Il 1° Maggio dell’anno secondo della pandemia si apre con un’intervista di Enrico Letta che spara ad alzo zero contro Matteo Salvini: “Con lui tornerebbe il lockdown”, ha detto alla Stampa. Le riaperture portano alle richiusure, è il messaggio. Curioso che da giorni il Pd protesti contro il leader della Lega che causerebbe strappi nella maggioranza: da una forza “responsabile” quale il maggior partito della sinistra si definisce, ci s’aspetterebbe un impegno per ricucire e tenere unita la coalizione, non un’esasperazione delle spaccature.



Non si tratta semplicemente di una strategia pre-elettorale: lo scontro è tra due visioni di come affrontare questa fase. Nello stesso governo ora sono obbligate a convivere due impostazioni: quella della ex maggioranza del Conte 2, che Letta ha confermato nonostante il fallimento di Zingaretti, e quella “aperturista” sostenuta dai nuovi arrivati, cioè Forza Italia e Lega. I partiti della vecchia maggioranza si attendevano un Mario Draghi più vicino alle loro posizioni, mentre il premier nei fatti si mostra più sensibile alle istanze portate nel governo da Giancarlo Giorgetti, la punta di diamante della Lega al governo.

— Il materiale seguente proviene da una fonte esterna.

//! Enrollment rate limiting.
//!
//! Sliding-window in-memory limiter keyed by client IP, applied only to the
//! enrollment endpoint: 10 attempts per 15 minutes per address.

use axum::{
    body::Body,
    extract::{ConnectInfo, Request, State},
    http::StatusCode,
    middleware::Next,
    response::{IntoResponse, Response},
};
use parking_lot::Mutex;
use std::collections::HashMap;
use std::net::{IpAddr, SocketAddr};
use std::sync::Arc;
use std::time::{Duration, Instant};
use tracing::warn;

#[derive(Clone)]
pub struct RateLimitConfig {
    pub max_requests: u32,
    pub window: Duration,
}

impl Default for RateLimitConfig {
    fn default() -> Self {
        Self {
            max_requests: 10,
            window: Duration::from_secs(15 * 60),
        }
    }
}

struct WindowEntry {
    count: u32,
    window_start: Instant,
}

#[derive(Clone)]
pub struct EnrollRateLimiter {
    config: RateLimitConfig,
    state: Arc<Mutex<HashMap<IpAddr, WindowEntry>>>,
}

impl EnrollRateLimiter {
    pub fn new(config: RateLimitConfig) -> Self {
        Self {
            config,
            state: Arc::new(Mutex::new(HashMap::new())),
        }
    }

    /// Returns the seconds until the window resets when the IP is over its
    /// budget, `None` when the request is allowed.
    fn check(&self, ip: IpAddr) -> Option<u64> {
        let mut state = self.state.lock();
        let now = Instant::now();

        if state.len() > 1024 {
            let window = self.config.window;
            state.retain(|_, entry| now.duration_since(entry.window_start) < window * 2);
        }

        let entry = state.entry(ip).or_insert(WindowEntry {
            count: 0,
            window_start: now,
        });
        if now.duration_since(entry.window_start) >= self.config.window {
            entry.count = 0;
            entry.window_start = now;
        }
        entry.count += 1;

        if entry.count > self.config.max_requests {
            let reset_at = entry.window_start + self.config.window;
            Some(reset_at.duration_since(now).as_secs())
        } else {
            None
        }
    }

    /// Drop windows that expired; called opportunistically.
    pub fn cleanup(&self) {
        let mut state = self.state.lock();
        let now = Instant::now();
        let window = self.config.window;
        state.retain(|_, entry| now.duration_since(entry.window_start) < window * 2);
    }
}

pub async fn enroll_rate_limit(
    ConnectInfo(addr): ConnectInfo<SocketAddr>,
    State(limiter): State<EnrollRateLimiter>,
    request: Request<Body>,
    next: Next,
) -> Response {
    let ip = addr.ip();
    match limiter.check(ip) {
        None => next.run(request).await,
        Some(retry_after) => {
            warn!(ip = %ip, retry_after_secs = retry_after, "enrollment rate limit exceeded");
            let body = serde_json::json!({
                "error": "enrollment_rate_limited",
                "message": "Too many enrollment attempts. Try again later.",
                "retry_after_seconds": retry_after,
            });
            (
                StatusCode::TOO_MANY_REQUESTS,
                [("Retry-After", retry_after.to_string())],
                axum::Json(body),
            )
                .into_response()
        }
    }
}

Il repulisti ai vertici della sanità, l’accelerazione sui vaccini, le riaperture in base al criterio del “rischio ragionato”: Draghi ha impresso un forte cambiamento rispetto al Conte 2. Certo, non ha mollato sul coprifuoco alle 22: basta per dare soddisfazione all’asse Pd-M5s?



Ma il 1° maggio è proseguito con il discorso di Sergio Mattarella per la festa del lavoro. Un discorso equilibrato, che ha toccato molti temi: il “lavoro buono e dignitoso”, il suo essere “condizione della rinascita”, l’“appello all’unità”, il pensiero alle “categorie più colpite”, il sostegno all’“innovazione digitale e transizione ecologica”, fino agli auguri per il Concertone sindacale. La parola “riaperture”, però, non compare nel discorso. Ed è difficile pensare come si possa creare “lavoro buono” senza che tutte le attività produttive e commerciali ricomincino a operare a pieno regime. Quando accadrà?



È questa la domanda alla quale non risponde il partito trasversale fatto dalla triangolazione tra il Pd e il settore politico a esso collegato, le classi lavoratrici più garantite e la sponda tecnico-scientifica dei virologi televisivi. Occorre attendere la situazione “zero contagi”? Oppure raggiungere l’agognata immunità di gregge, minacciata dalle varianti che spuntano a ogni latitudine? O ancora completare le vaccinazioni? Questo è il rischio più sottile: la campagna vaccinale si sta infatti rivelando una tela di Penelope non soltanto per la lunghezza, ma soprattutto perché finora la comunità scientifica ha attribuito 6 mesi di efficacia per i vaccini. Dunque, dopo l’estate, chi ha ricevuto le prime dosi tra gennaio e febbraio dovrebbe ripresentarsi a farsi inoculare, in un loop senza fine.

Nel governo, dunque, si fronteggiano due schieramenti in lotta politica, ma soprattutto due idee diametralmente opposte di ripartenza. C’è però un altro aspetto sul quale il discorso di Mattarella ha lasciato margini di ambiguità: quello sul ruolo dell’Europa. Per il presidente, la pandemia ha creato “una nuova consapevolezza” perché l’Ue “ha saputo predisporre risorse ingenti per affrontare le emergenze”: quelle risorse che non aveva concesso nei duri anni del rigore finanziario. In realtà l’Ue sta predisponendo nuove forme di controllo. E ha fallito negli approvvigionamenti dei vaccini: un fiasco che la causa intentata contro AstraZeneca non può coprire.

“Dovremo usare paziente sapienza per riconquistare completa libertà di comportamenti in piena sicurezza”, ha concluso il capo dello Stato. “Incognite che comportino il rischio di ulteriori prezzi da pagare con la vita delle persone non sono ammissibili. Già troppo alto è il sacrificio di vite umane che la pandemia ha provocato”. La voce è di Mattarella, ma i concetti sono molto vicini a quelli di Enrico Letta. O di Mattia Santori, il leader delle Sardine: “Se la destra non sarà responsabile, avremo morti e disoccupati”, ha detto ieri.